* _Your assignment_: Print, exactly as given, each line of the data from the line containing "pub mod config;" up to and including its last line.

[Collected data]
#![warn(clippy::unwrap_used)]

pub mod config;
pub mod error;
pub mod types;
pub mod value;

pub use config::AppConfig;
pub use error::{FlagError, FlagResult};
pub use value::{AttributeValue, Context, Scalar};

* _Response_:
pub mod config;
pub mod error;
pub mod types;
pub mod value;

pub use config::AppConfig;
pub use error::{FlagError, FlagResult};
pub use value::{AttributeValue, Context, Scalar};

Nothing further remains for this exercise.